L'erreur du parieur est commise lorsqu'une personne suppose qu'une déviation par rapport à ce qui se passe habituellement ou à long terme sera corrigée à court terme. Cette erreur se présente comme suit : X apparait, mais en fait X n'est pas censé s'afficher en moyenne ou sur le long terme. Par conséquent, X finira par ne plus apparaitre.

Cette erreur est commise de deux façons courantes. Dans les deux cas, une personne suppose que certains résultats doivent apparaitre forcément, tout simplement parce que ce qui s'est passé auparavant est une entorse à ce qu'il espérait en moyenne ou sur le long terme.

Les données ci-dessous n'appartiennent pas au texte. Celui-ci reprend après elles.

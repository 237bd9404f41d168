//! Text translation via the public translate endpoint
//!
//! Uses the undocumented `translate_a/single` API with `client=gtx`. The
//! response is a nested JSON array where element 0 holds the translated
//! segments; everything else in the payload is ignored.

use std::time::Duration;

use anuvaad_config::Settings;
use anuvaad_core::{PipelineError, Result, TextTranslator};
use async_trait::async_trait;
use serde_json::Value;

pub struct HttpTranslator {
    client: reqwest::Client,
    url: String,
}

impl HttpTranslator {
    pub fn new(url: impl Into<String>, timeout: Duration) -> Result<Self> {
        let client = reqwest::Client::builder()
            .timeout(timeout)
            .build()
            .map_err(|e| PipelineError::Backend {
                backend: "http-translate",
                message: format!("failed to create HTTP client: {}", e),
            })?;
        Ok(Self {
            client,
            url: url.into(),
        })
    }

    pub fn from_settings(settings: &Settings) -> Result<Self> {
        Self::new(
            settings.backends.translate_url.clone(),
            Duration::from_secs(settings.backends.request_timeout_seconds),
        )
    }
}

/// Pulls the translated text out of the `translate_a/single` response.
///
/// The payload looks like `[[["hola", "hello", ...], ["mundo", ...]], ...]`;
/// each inner array's first element is one translated segment and the
/// segments concatenate directly.
pub(crate) fn parse_translation(value: &Value) -> Option<String> {
    let segments = value.get(0)?.as_array()?;
    let mut text = String::new();
    for segment in segments {
        if let Some(piece) = segment.get(0).and_then(Value::as_str) {
            text.push_str(piece);
        }
    }
    if text.trim().is_empty() {
        None
    } else {
        Some(text)
    }
}

#[async_trait]
impl TextTranslator for HttpTranslator {
    async fn translate(&self, text: &str, target: &str) -> Result<String> {
        if text.trim().is_empty() {
            return Err(PipelineError::Translation {
                language: target.to_string(),
                message: "empty input text".to_string(),
            });
        }

        let response = self
            .client
            .get(&self.url)
            .query(&[
                ("client", "gtx"),
                ("sl", "auto"),
                ("tl", target),
                ("dt", "t"),
                ("q", text),
            ])
            .send()
            .await
            .map_err(|e| PipelineError::Translation {
                language: target.to_string(),
                message: format!("request failed: {}", e),
            })?;

        if !response.status().is_success() {
            return Err(PipelineError::Translation {
                language: target.to_string(),
                message: format!("service returned {}", response.status()),
            });
        }

        let body: Value = response.json().await.map_err(|e| PipelineError::Translation {
            language: target.to_string(),
            message: format!("failed to parse response: {}", e),
        })?;

        parse_translation(&body).ok_or_else(|| PipelineError::Translation {
            language: target.to_string(),
            message: "malformed response".to_string(),
        })
    }

    fn backend_name(&self) -> &'static str {
        "http-translate"
    }
}

#[cfg(test)]
mod tests {
    use super::*;
    use serde_json::json;

    #[test]
    fn test_parse_concatenates_segments() {
        let body = json!([
            [
                ["नमस्ते ", "hello ", null, null],
                ["दुनिया", "world", null, null]
            ],
            null,
            "en"
        ]);
        assert_eq!(parse_translation(&body).as_deref(), Some("नमस्ते दुनिया"));
    }

    #[test]
    fn test_parse_single_segment() {
        let body = json!([[["bonjour", "hello"]]]);
        assert_eq!(parse_translation(&body).as_deref(), Some("bonjour"));
    }

    #[test]
    fn test_parse_rejects_malformed_payloads() {
        assert_eq!(parse_translation(&json!(null)), None);
        assert_eq!(parse_translation(&json!([])), None);
        assert_eq!(parse_translation(&json!([null])), None);
        assert_eq!(parse_translation(&json!([[["   "]]])), None);
        assert_eq!(parse_translation(&json!("just a string")), None);
    }

    #[tokio::test]
    async fn test_empty_input_rejected_before_any_request() {
        let translator =
            HttpTranslator::new("http://127.0.0.1:1", Duration::from_secs(1)).unwrap();
        let err = translator.translate("   ", "hi").await.unwrap_err();
        match err {
            PipelineError::Translation { language, message } => {
                assert_eq!(language, "hi");
                assert!(message.contains("empty input"));
            }
            other => panic!("unexpected error: {other}"),
        }
    }
}
//! YouTube audio acquisition
//!
//! Downloads the audio track of a video with an external `yt-dlp` binary
//! into a unique temp path. The returned asset is request-scoped; the
//! caller removes it once the pipeline has consumed it.

use std::path::PathBuf;
use std::time::{SystemTime, UNIX_EPOCH};

use anuvaad_core::{MediaAsset, PipelineError, Result};
use once_cell::sync::Lazy;
use regex::Regex;
use tokio::process::Command;

static YOUTUBE_URL: Lazy<Regex> = Lazy::new(|| {
    Regex::new(r"^https?://(www\.|m\.)?(youtube\.com|youtu\.be)/\S+").unwrap()
});

/// Accepts watch pages, shorts, and youtu.be share links.
pub fn is_youtube_url(url: &str) -> bool {
    YOUTUBE_URL.is_match(url)
}

pub struct YoutubeFetcher {
    binary: String,
}

impl YoutubeFetcher {
    pub fn new() -> Self {
        Self {
            binary: "yt-dlp".to_string(),
        }
    }

    /// Overrides the downloader binary, mainly for tests.
    pub fn with_binary(binary: impl Into<String>) -> Self {
        Self {
            binary: binary.into(),
        }
    }

    /// Downloads the best audio-only stream and returns the file path the
    /// downloader reports. The output template keeps the stream's native
    /// extension, so `--print after_move:filepath` is the only reliable
    /// way to learn the final name.
    pub async fn fetch_audio(&self, url: &str) -> Result<MediaAsset> {
        let timestamp = SystemTime::now()
            .duration_since(UNIX_EPOCH)
            .unwrap_or_default()
            .as_nanos();
        let template = std::env::temp_dir().join(format!(
            "anuvaad_yt_{}_{}.%(ext)s",
            std::process::id(),
            timestamp
        ));

        let output = Command::new(&self.binary)
            .arg("-f")
            .arg("bestaudio/best")
            .arg("--no-playlist")
            .arg("--no-warnings")
            .arg("--no-simulate")
            .arg("--print")
            .arg("after_move:filepath")
            .arg("-o")
            .arg(&template)
            .arg(url)
            .output()
            .await
            .map_err(|e| PipelineError::Backend {
                backend: "yt-dlp",
                message: format!("failed to launch {}: {}", self.binary, e),
            })?;

        if !output.status.success() {
            let stderr = String::from_utf8_lossy(&output.stderr);
            let brief = stderr
                .lines()
                .rev()
                .find(|line| !line.trim().is_empty())
                .unwrap_or("")
                .trim();
            tracing::warn!(status = %output.status, error = brief, "download failed");
            return Err(PipelineError::Backend {
                backend: "yt-dlp",
                message: format!("exit {}: {}", output.status, brief),
            });
        }

        let stdout = String::from_utf8_lossy(&output.stdout);
        let path = stdout
            .lines()
            .rev()
            .find(|line| !line.trim().is_empty())
            .map(str::trim)
            .ok_or_else(|| PipelineError::Backend {
                backend: "yt-dlp",
                message: "downloader reported no output file".to_string(),
            })?;

        let path = PathBuf::from(path);
        if !path.exists() {
            return Err(PipelineError::Backend {
                backend: "yt-dlp",
                message: format!("downloaded file missing: {}", path.display()),
            });
        }

        tracing::info!(path = %path.display(), "downloaded audio track");
        Ok(MediaAsset::new(path))
    }
}

impl Default for YoutubeFetcher {
    fn default() -> Self {
        Self::new()
    }
}

#[cfg(test)]
mod tests {
    use super::*;

    #[test]
    fn test_accepts_common_video_urls() {
        assert!(is_youtube_url("https://www.youtube.com/watch?v=dQw4w9WgXcQ"));
        assert!(is_youtube_url("https://youtube.com/shorts/abc123"));
        assert!(is_youtube_url("https://youtu.be/dQw4w9WgXcQ"));
        assert!(is_youtube_url("http://m.youtube.com/watch?v=abc"));
    }

    #[test]
    fn test_rejects_other_urls() {
        assert!(!is_youtube_url(""));
        assert!(!is_youtube_url("youtube.com/watch?v=abc"));
        assert!(!is_youtube_url("https://example.com/watch?v=abc"));
        assert!(!is_youtube_url("ftp://youtube.com/video"));
        assert!(!is_youtube_url("https://youtube.com/"));
    }

    #[tokio::test]
    async fn test_missing_binary_reports_launch_failure() {
        let fetcher = YoutubeFetcher::with_binary("anuvaad-no-such-binary");
        let err = fetcher
            .fetch_audio("https://youtu.be/abc")
            .await
            .unwrap_err();
        match err {
            PipelineError::Backend { backend, message } => {
                assert_eq!(backend, "yt-dlp");
                assert!(message.contains("failed to launch"));
            }
            other => panic!("unexpected error: {other}"),
        }
    }
}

La première concerne les événements dont les probabilités de réalisation sont indépendantes les unes des autres. Par exemple, un lancer d'une pièce correcte (à deux côtés et non truquée) n'affecte pas le résultat du prochain lancer. Donc, chaque fois que la pièce est lancée, il y a (idéalement) une chance sur deux que le côté face apparaisse et le même pourcentage de chance que le côté pile s'affiche. Supposons qu'une personne lance une pièce 6 fois et obtient le côté face à chaque fois. S'il conclut que le prochain lancer sera pile parce qu'il trouve que cela devrait être le cas, alors il aura commis l'erreur du parieur. Il en est ainsi parce que les résultats des 6 lancers précédents n'ont aucune incidence sur le résultat du 7e. Il y a 50% de chance que ce soit le côté face qui s'affiche et également 50% pour que ce soit le côté pile qui apparaisse, comme c'est le cas pour tout autre lancer.

La seconde implique des cas dont les probabilités de réalisation ne sont pas indépendantes les unes des autres. Par exemple, supposons qu'un boxeur ait remporté 50% de ses combats au cours des deux dernières années. Présumons qu'après plusieurs combats, il ait remporté 50% de ses matchs cette année, qu'il ait perdu ses six derniers combats et qu'il en ait abandonné six. Si une personne croit qu'il gagnera ses six prochains combats parce qu'il a tenu compte de ses pertes et est « voué » à une victoire, alors elle aurait commis l'erreur du parieur. Après tout, cette personne n'aurait pas tenu compte du fait que les résultats d'un match peuvent influencer ceux du suivant. Par exemple, le boxeur aurait pu être blessé dans un match, ce qui réduirait ses chances de gagner ses six prochains combats.

Il convient de noter que toutes les prédictions à propos de ce qui est susceptible de se produire sont erronées. Si une personne a des preuves tangibles pour appuyer ses prédictions, alors ces dernières seront raisonnablement acceptées. Par exemple, si une personne lance une pièce normale et obtient neuf faces d'affilée, ce serait raisonnable de conclure qu'il n'obtiendra probablement plus une nouvelle série consécutive de neuf autres côtés face. Ce raisonnement ne serait pas fallacieux si sa conclusion est tirée d'une compréhension des lois de la probabilité. Dans ce cas, s'il a compris qu'il n'obtiendra plus une nouvelle série consécutive de neuf autres côtés face, parce que les chances qu'un tel évènement se produise sont plus faibles que celles d'obtenir moins, alors son raisonnement serait bon et sa conclusion serait donc justifiée. Par conséquent, déterminer si oui ou non l'erreur du parieur est commise nécessite souvent une certaine compréhension de base des lois de la probabilité.